Как видно из высказываний 1920-х годов, в том числе и из процитированной концовки статьи «О природе слова», проблемы поэтики, адекватной как требованиям времени, так и «общему делу» русской поэзии, так или иначе упирались в фундаментальную д ля понимания Мандельштама оппозицию классицизма и романтизма. Сделанные в рамках апологии неоклассицизма выпады против романтизма и смежной ему поэтики оказываются ретроградскими. Однозначность в оценках классицизма и романтизма подтачивается как изнутри постоянно меняющимися мандельштамовскими культурософскими концепциями[168], так и извне: революционный пафос современности, участником которой Мандельштам пытается себя осознать, немыслим без романтического порыва.

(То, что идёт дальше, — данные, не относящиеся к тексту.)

/// 定位错误类型

use thiserror::Error;

/// 定位核心的结果类型
pub type LocateResult<T> = Result<T, LocateError>;

/// 定位核心可能产生的错误
#[derive(Error, Debug, Clone, Copy, PartialEq, Eq)]
pub enum LocateError {
    /// 没有任何接入点测量，无法给出坐标
    #[error("insufficient data: at least one access point measurement is required")]
    InsufficientData,

    /// 两个距离圆同心（含完全重合），交点不唯一
    ///
    /// 只在圆交点计算内部出现，位置估计会跳过该接入点对
    #[error("degenerate circles: centers coincide, intersection is undefined")]
    DegenerateCircles,
}

/// 命令行输入解析错误
#[derive(Error, Debug)]
pub enum InputError {
    /// 缺少测量数据参数
    #[error("Argument required")]
    MissingArgument,

    /// 测量数据不是合法的 JSON 数组
    #[error("{0}")]
    InvalidJson(#[from] serde_json::Error),
}

/// 命令行运行错误
#[derive(Error, Debug)]
pub enum CliError {
    #[error(transparent)]
    Input(#[from] InputError),

    #[error(transparent)]
    Locate(#[from] LocateError),
}
use apnav::cli;
use apnav::config::Config;
use clap::Parser;
use std::process::ExitCode;
use tracing::{debug, info};

fn main() -> ExitCode {
    let config = Config::parse();
    init_logging(config.verbose);

    let program = std::env::args().next().unwrap_or_else(|| env!("CARGO_PKG_NAME").to_string());
    let program = cli::executable_name(&program);

    match cli::run(config.measurements.as_deref()) {
        Ok(result) => {
            info!("{}", result.detailed_description());
            println!("{}", result);
            ExitCode::SUCCESS
        }
        Err(err) => {
            debug!(%err, "定位失败");
            println!("{}", cli::error_message(&err, program));
            ExitCode::FAILURE
        }
    }
}

fn init_logging(verbose: bool) {
    let subscriber = tracing_subscriber::fmt()
        .with_target(false)
        .with_level(true)
        .with_writer(std::io::stderr);

    if verbose {
        subscriber.with_max_level(tracing::Level::DEBUG).init();
    } else {
        subscriber.with_max_level(tracing::Level::WARN).init();
    }
}
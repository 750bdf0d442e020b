/// RSSI 到距离转换模型
///
/// 固定参数的对数距离路径损耗模型：
///
/// ```text
/// RSSI(d) = K - 20*log10(F) - N*log10(d)
/// ```
///
/// 参数是针对部署环境标定的常量，不提供运行时调整

use std::fmt;

/// 载波频率 F（MHz）
pub const CARRIER_FREQUENCY: f64 = 2400.0;

/// 路径损耗指数 N
pub const PATH_LOSS_EXPONENT: f64 = 27.0;

/// 标定偏移 K
pub const CALIBRATION_OFFSET: f64 = 28.0;

/// 参考单位距离，小于该距离按单位距离计算 RSSI
pub const REFERENCE_DISTANCE: f64 = 1.0;

/// 对数距离路径损耗模型
#[derive(Clone, Copy, Debug, Default, PartialEq)]
pub struct RSSIModel;

impl RSSIModel {
    /// 频率相关的损耗项 20*log10(F)
    fn frequency_loss() -> f64 {
        20.0 * CARRIER_FREQUENCY.log10()
    }

    /// 根据 RSSI 计算距离
    ///
    /// 反解模型: d = 10^((K - RSSI - 20*log10(F)) / N)
    ///
    /// 对任意 RSSI 都有定义，结果恒为正数
    pub fn rssi_to_distance(rssi: i32) -> f64 {
        let exponent = (CALIBRATION_OFFSET - rssi as f64 - Self::frequency_loss()) / PATH_LOSS_EXPONENT;
        10_f64.powf(exponent)
    }

    /// 根据距离计算 RSSI（用于合成测试数据）
    ///
    /// 距离先截断到不小于参考单位距离，损耗值向零取整后取负
    pub fn distance_to_rssi(distance: f64) -> i32 {
        let distance = distance.max(REFERENCE_DISTANCE);
        let loss = Self::frequency_loss() + PATH_LOSS_EXPONENT * distance.log10() - CALIBRATION_OFFSET;
        -(loss as i32)
    }

    /// 获取模型描述
    pub fn description(&self) -> String {
        format!(
            "RSSI模型 [log_distance] - F={:.0} MHz, N={:.1}, K={:.1}",
            CARRIER_FREQUENCY, PATH_LOSS_EXPONENT, CALIBRATION_OFFSET
        )
    }
}

impl fmt::Display for RSSIModel {
    fn fmt(&self, f: &mut fmt::Formatter<'_>) -> fmt::Result {
        write!(f, "{}", self.description())
    }
}

/// 估计接入点到用户的距离
pub fn estimate_distance(rssi: i32) -> f64 {
    RSSIModel::rssi_to_distance(rssi)
}

/// 由真实距离推算 RSSI
pub fn calculate_rssi(distance: f64) -> i32 {
    RSSIModel::distance_to_rssi(distance)
}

Поэтому пересмотра требуют устаревшие акмеистические установки и вкусы, у Мандельштама возрастает интерес к романтизму, «Буре и натиску» и предромантизму. Этот интерес возник уже в 1910-е годы, но заглушался или переосмыслялся, исходя из общеакмеистических взглядов[169].
Возрожденный в 1920–1921 годах неоклассицистский императив акмеизма после внезапного расстрела Гумилева потребовал уже не просто корректировки, а кардинального переосмысления, практического и теоретического. Такое переосмысление и произошло в статьях Мандельштама 1922 и 1923 годов. Выработка собственных установок и положений происходила в ходе полемики Мандельштама с литературно-критической и филологической мыслью современников. Мандельштам дистанцируется от (символистского и футуристического) романтизма и ищет свой, третий, путь[170].

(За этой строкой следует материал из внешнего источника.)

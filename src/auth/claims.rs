//! Decoded claim values.
//!
//! Token payloads are untyped JSON. Rather than passing `serde_json`
//! values through the authorization path, claims are narrowed into a
//! closed variant type with a single textual form used uniformly for
//! equality comparison. Configuration values are always plain strings,
//! so a boolean claim `true` matches the configured value `"true"` and
//! an integer `1` matches `"1"` regardless of JSON type.

use std::collections::HashMap;

use serde_json::Value;

/// The full decoded claim set of a verified token. Produced fresh per
/// request, never persisted.
pub type Claims = HashMap<String, ClaimValue>;

/// A single decoded claim value.
#[derive(Debug, Clone, PartialEq)]
pub enum ClaimValue {
    Null,
    Bool(bool),
    Number(serde_json::Number),
    String(String),
    Sequence(Vec<ClaimValue>),
}

impl ClaimValue {
    /// Natural textual form, used for equality against configured
    /// requirement values.
    pub fn stringify(&self) -> String {
        match self {
            ClaimValue::Null => "null".to_string(),
            ClaimValue::Bool(b) => b.to_string(),
            ClaimValue::Number(n) => n.to_string(),
            ClaimValue::String(s) => s.clone(),
            ClaimValue::Sequence(items) => {
                let parts: Vec<String> = items.iter().map(ClaimValue::stringify).collect();
                format!("[{}]", parts.join(","))
            }
        }
    }

    /// The elements of a sequence claim, or `None` for scalars.
    pub fn as_sequence(&self) -> Option<&[ClaimValue]> {
        match self {
            ClaimValue::Sequence(items) => Some(items),
            _ => None,
        }
    }
}

impl From<Value> for ClaimValue {
    fn from(value: Value) -> Self {
        match value {
            Value::Null => ClaimValue::Null,
            Value::Bool(b) => ClaimValue::Bool(b),
            Value::Number(n) => ClaimValue::Number(n),
            Value::String(s) => ClaimValue::String(s),
            Value::Array(items) => {
                ClaimValue::Sequence(items.into_iter().map(ClaimValue::from).collect())
            }
            // Objects carry no authorization semantics; keep their
            // compact JSON form so existence checks still work.
            Value::Object(_) => ClaimValue::String(value.to_string()),
        }
    }
}

/// Flatten a decoded token payload into a claim map. Anything other
/// than a JSON object yields an empty claim set.
pub fn claims_from_json(payload: Value) -> Claims {
    match payload {
        Value::Object(map) => map
            .into_iter()
            .map(|(name, value)| (name, ClaimValue::from(value)))
            .collect(),
        _ => Claims::new(),
    }
}
//! Configuration management subsystem.
//!
//! # Data Flow
//! ```text
//! config file (YAML)
//!     → loader.rs (parse & deserialize)
//!     → validation.rs (semantic checks)
//!     → specificity sort (routing::specificity)
//!     → GatewayConfig (validated, immutable)
//!     → shared via Arc to all subsystems
//! ```
//!
//! # Design Decisions
//! - Config is immutable once loaded; changes require a restart
//! - All fields have defaults to allow minimal configs
//! - Validation separates syntactic (serde) from semantic checks
//! - Route policies are sorted by specificity exactly once, here, so
//!   the matcher and the authorizer can rely on the order at runtime

pub mod loader;
pub mod schema;
pub mod validation;

pub use loader::{finalize_config, parse_config, read_config, ConfigError};
pub use schema::{
    AuthenticationConfig, ClaimRequirement, GatewayConfig, OriginalRequestHeaders, RoutePolicy,
    ServerConfig,
};
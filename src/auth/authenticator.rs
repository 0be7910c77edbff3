//! Bearer token authentication.
//!
//! # Responsibilities
//! - Split and validate the `Authorization` header
//! - Verify the token signature against the configured key/algorithm
//! - Enforce expiration, not-before, issuer and audience constraints
//!
//! # Design Decisions
//! - Signature verification is delegated to `jsonwebtoken` with its
//!   own claim validation disabled; the temporal and issuer/audience
//!   checks run here so every failure maps to one exact error variant
//! - Clock skew widens the acceptance window symmetrically
//! - The full decoded claim set is returned, registered claims
//!   included, so authorization can target any claim name

use jsonwebtoken::{decode, Algorithm, DecodingKey, Validation};

use crate::auth::claims::{claims_from_json, ClaimValue, Claims};
use crate::config::schema::AuthenticationConfig;
use crate::errors::AuthError;

/// Trait for validating a bearer token and extracting its claims.
/// Object-safe so the decision engine can take a test double.
pub trait Authenticator: Send + Sync {
    /// Validate the raw `Authorization` header value and return the
    /// decoded claim set.
    fn authenticate(&self, authorization_header: &str) -> Result<Claims, AuthError>;
}

/// JWT-based [`Authenticator`] implementation.
///
/// Key and algorithm are supplied once at construction; the value is
/// immutable afterwards and shared read-only across request tasks.
pub struct JwtAuthenticator {
    decoding_key: DecodingKey,
    validation: Validation,
    config: AuthenticationConfig,
}

impl JwtAuthenticator {
    pub fn new(
        decoding_key: DecodingKey,
        algorithm: Algorithm,
        config: AuthenticationConfig,
    ) -> Self {
        // Signature-only validation; every other constraint is
        // checked in authenticate() with its own failure code.
        let mut validation = Validation::new(algorithm);
        validation.validate_exp = false;
        validation.validate_nbf = false;
        validation.validate_aud = false;
        validation.required_spec_claims.clear();

        Self {
            decoding_key,
            validation,
            config,
        }
    }

    fn check_temporal(&self, claims: &Claims, now: f64) -> Result<(), AuthError> {
        let skew = self.config.clock_skew_in_seconds as f64;

        match numeric_claim(claims.get("exp")) {
            Some(exp) if now > exp + skew => return Err(AuthError::Expired),
            Some(_) => {}
            None if !self.config.ignore_expiration => return Err(AuthError::MissingExpiration),
            None => {}
        }

        match numeric_claim(claims.get("nbf")) {
            Some(nbf) if now < nbf - skew => return Err(AuthError::NotYetValid),
            Some(_) => {}
            None if !self.config.ignore_not_before => return Err(AuthError::MissingNotBefore),
            None => {}
        }

        Ok(())
    }

    fn check_issuer(&self, claims: &Claims) -> Result<(), AuthError> {
        let Some(issuer) = configured(&self.config.issuer) else {
            return Ok(());
        };

        match claims.get("iss") {
            Some(ClaimValue::String(iss)) if iss == issuer => Ok(()),
            _ => Err(AuthError::InvalidIssuer),
        }
    }

    fn check_audience(&self, claims: &Claims) -> Result<(), AuthError> {
        let Some(audience) = configured(&self.config.audience) else {
            return Ok(());
        };

        // aud may be a single string or an array of strings
        let contained = match claims.get("aud") {
            Some(ClaimValue::String(aud)) => aud == audience,
            Some(ClaimValue::Sequence(items)) => items
                .iter()
                .any(|v| matches!(v, ClaimValue::String(s) if s == audience)),
            _ => false,
        };

        if contained {
            Ok(())
        } else {
            Err(AuthError::InvalidAudience)
        }
    }
}

impl Authenticator for JwtAuthenticator {
    fn authenticate(&self, authorization_header: &str) -> Result<Claims, AuthError> {
        let parts: Vec<&str> = authorization_header.split(' ').collect();
        let &[scheme, payload] = parts.as_slice() else {
            return Err(AuthError::MalformedHeader(
                "expected exactly two space-separated tokens".to_string(),
            ));
        };

        if !scheme.eq_ignore_ascii_case("bearer") {
            return Err(AuthError::MalformedHeader(format!(
                "unexpected authentication scheme {scheme:?}"
            )));
        }

        let token = decode::<serde_json::Value>(payload, &self.decoding_key, &self.validation)?;
        let claims = claims_from_json(token.claims);

        let now = jsonwebtoken::get_current_timestamp() as f64;
        self.check_temporal(&claims, now)?;
        self.check_issuer(&claims)?;
        self.check_audience(&claims)?;

        Ok(claims)
    }
}

/// Treat an absent or empty setting as "not configured".
fn configured(value: &Option<String>) -> Option<&str> {
    value.as_deref().filter(|v| !v.is_empty())
}

fn numeric_claim(value: Option<&ClaimValue>) -> Option<f64> {
    match value {
        Some(ClaimValue::Number(n)) => n.as_f64(),
        _ => None,
    }
}

#[cfg(test)]
mod tests {
    use super::*;
    use jsonwebtoken::{encode, get_current_timestamp, EncodingKey, Header};
    use serde_json::json;

    const SECRET: &[u8] = b"unit-test-secret";

    fn mint(claims: &serde_json::Value) -> String {
        encode(
            &Header::new(Algorithm::HS256),
            claims,
            &EncodingKey::from_secret(SECRET),
        )
        .unwrap()
    }

    fn bearer(claims: &serde_json::Value) -> String {
        format!("Bearer {}", mint(claims))
    }

    fn authenticator(config: AuthenticationConfig) -> JwtAuthenticator {
        JwtAuthenticator::new(DecodingKey::from_secret(SECRET), Algorithm::HS256, config)
    }

    fn fresh_claims() -> serde_json::Value {
        let now = get_current_timestamp();
        json!({ "exp": now + 300, "nbf": now - 300 })
    }

    #[test]
    fn test_header_must_have_two_tokens() {
        let auth = authenticator(AuthenticationConfig::default());

        for header in ["", "Bearer", "Bearer a b", "token"] {
            assert!(matches!(
                auth.authenticate(header),
                Err(AuthError::MalformedHeader(_)),
            ));
        }
    }

    #[test]
    fn test_scheme_must_be_bearer() {
        let auth = authenticator(AuthenticationConfig::default());

        assert!(matches!(
            auth.authenticate("Basic dXNlcjpwYXNz"),
            Err(AuthError::MalformedHeader(_)),
        ));
    }

    #[test]
    fn test_scheme_is_case_insensitive() {
        let auth = authenticator(AuthenticationConfig::default());
        let token = mint(&fresh_claims());

        for scheme in ["bearer", "Bearer", "BEARER"] {
            assert!(auth.authenticate(&format!("{scheme} {token}")).is_ok());
        }
    }

    #[test]
    fn test_wrong_key_rejected() {
        let auth = authenticator(AuthenticationConfig::default());
        let forged = encode(
            &Header::new(Algorithm::HS256),
            &fresh_claims(),
            &EncodingKey::from_secret(b"other-secret"),
        )
        .unwrap();

        assert!(matches!(
            auth.authenticate(&format!("Bearer {forged}")),
            Err(AuthError::InvalidSignature(_)),
        ));
    }

    #[test]
    fn test_garbage_payload_rejected() {
        let auth = authenticator(AuthenticationConfig::default());

        assert!(matches!(
            auth.authenticate("Bearer not.a.token"),
            Err(AuthError::InvalidSignature(_)),
        ));
    }

    #[test]
    fn test_expired_token_rejected() {
        let auth = authenticator(AuthenticationConfig::default());
        let now = get_current_timestamp();
        let header = bearer(&json!({ "exp": now - 60, "nbf": now - 600 }));

        assert!(matches!(
            auth.authenticate(&header),
            Err(AuthError::Expired),
        ));
    }

    #[test]
    fn test_clock_skew_tolerates_recent_expiry() {
        let auth = authenticator(AuthenticationConfig {
            clock_skew_in_seconds: 120,
            ..Default::default()
        });
        let now = get_current_timestamp();
        let header = bearer(&json!({ "exp": now - 60, "nbf": now - 600 }));

        assert!(auth.authenticate(&header).is_ok());
    }

    #[test]
    fn test_future_not_before_rejected() {
        let auth = authenticator(AuthenticationConfig::default());
        let now = get_current_timestamp();
        let header = bearer(&json!({ "exp": now + 600, "nbf": now + 60 }));

        assert!(matches!(
            auth.authenticate(&header),
            Err(AuthError::NotYetValid),
        ));
    }

    #[test]
    fn test_clock_skew_tolerates_near_not_before() {
        let auth = authenticator(AuthenticationConfig {
            clock_skew_in_seconds: 120,
            ..Default::default()
        });
        let now = get_current_timestamp();
        let header = bearer(&json!({ "exp": now + 600, "nbf": now + 60 }));

        assert!(auth.authenticate(&header).is_ok());
    }

    #[test]
    fn test_missing_expiration_rejected_by_default() {
        let auth = authenticator(AuthenticationConfig::default());
        let now = get_current_timestamp();
        let header = bearer(&json!({ "nbf": now - 60 }));

        assert!(matches!(
            auth.authenticate(&header),
            Err(AuthError::MissingExpiration),
        ));
    }

    #[test]
    fn test_missing_expiration_accepted_when_ignored() {
        let auth = authenticator(AuthenticationConfig {
            ignore_expiration: true,
            ..Default::default()
        });
        let now = get_current_timestamp();
        let header = bearer(&json!({ "nbf": now - 60 }));

        assert!(auth.authenticate(&header).is_ok());
    }

    #[test]
    fn test_missing_not_before_rejected_by_default() {
        let auth = authenticator(AuthenticationConfig::default());
        let now = get_current_timestamp();
        let header = bearer(&json!({ "exp": now + 600 }));

        assert!(matches!(
            auth.authenticate(&header),
            Err(AuthError::MissingNotBefore),
        ));
    }

    #[test]
    fn test_missing_not_before_accepted_when_ignored() {
        let auth = authenticator(AuthenticationConfig {
            ignore_not_before: true,
            ..Default::default()
        });
        let now = get_current_timestamp();
        let header = bearer(&json!({ "exp": now + 600 }));

        assert!(auth.authenticate(&header).is_ok());
    }

    #[test]
    fn test_issuer_mismatch_rejected() {
        let auth = authenticator(AuthenticationConfig {
            issuer: Some("https://issuer".to_string()),
            ..Default::default()
        });

        let mut claims = fresh_claims();
        claims["iss"] = json!("https://someone-else");
        assert!(matches!(
            auth.authenticate(&bearer(&claims)),
            Err(AuthError::InvalidIssuer),
        ));
    }

    #[test]
    fn test_missing_issuer_claim_rejected() {
        let auth = authenticator(AuthenticationConfig {
            issuer: Some("https://issuer".to_string()),
            ..Default::default()
        });

        assert!(matches!(
            auth.authenticate(&bearer(&fresh_claims())),
            Err(AuthError::InvalidIssuer),
        ));
    }

    #[test]
    fn test_matching_issuer_accepted() {
        let auth = authenticator(AuthenticationConfig {
            issuer: Some("https://issuer".to_string()),
            ..Default::default()
        });

        let mut claims = fresh_claims();
        claims["iss"] = json!("https://issuer");
        assert!(auth.authenticate(&bearer(&claims)).is_ok());
    }

    #[test]
    fn test_audience_as_scalar_and_array() {
        let auth = authenticator(AuthenticationConfig {
            audience: Some("gateway".to_string()),
            ..Default::default()
        });

        let mut claims = fresh_claims();
        claims["aud"] = json!("gateway");
        assert!(auth.authenticate(&bearer(&claims)).is_ok());

        claims["aud"] = json!(["other", "gateway"]);
        assert!(auth.authenticate(&bearer(&claims)).is_ok());

        claims["aud"] = json!(["other"]);
        assert!(matches!(
            auth.authenticate(&bearer(&claims)),
            Err(AuthError::InvalidAudience),
        ));
    }

    #[test]
    fn test_missing_audience_claim_rejected() {
        let auth = authenticator(AuthenticationConfig {
            audience: Some("gateway".to_string()),
            ..Default::default()
        });

        assert!(matches!(
            auth.authenticate(&bearer(&fresh_claims())),
            Err(AuthError::InvalidAudience),
        ));
    }

    #[test]
    fn test_registered_claims_are_exposed() {
        let auth = authenticator(AuthenticationConfig::default());

        let mut claims = fresh_claims();
        claims["sub"] = json!("user-1");
        claims["permission"] = json!(["Read"]);

        let decoded = auth.authenticate(&bearer(&claims)).unwrap();
        assert!(decoded.contains_key("sub"));
        assert!(decoded.contains_key("exp"));
        assert!(decoded.contains_key("permission"));
    }
}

В начале 1920-х годов Мандельштам сближается с формалистскими и околоформалистскими кругами. Поэтому более чем вероятно, что особое влияние на классицистско-романтическую дилемму Мандельштама оказали связанные между собой статьи В. М. Жирмунского «О поэзии классической и романтической» (1920) и его рецензия на «Tristia» — «На путях классицизма» (1921). В своей статье Жирмунский противопоставляет «два типа творчества»: классицистский и романтический. При описании архетипического «классического поэта» он — порой почти дословно — пользуется «строительной» метафорикой акмеистских статей и стихотворений Мандельштама[171]. Ее же он повторяет в своей рецензии на новую книгу Мандельштама. С одной стороны, Жирмунский указывает на то, что Мандельштам периода «Tristia» соответствует образу классического поэта, с другой — сам этот образ (прообраз-архетип) конструируется у Жирмунского на основе собственных и мандельштамовских высказываний периода «Камня», а не «Tristia»[172].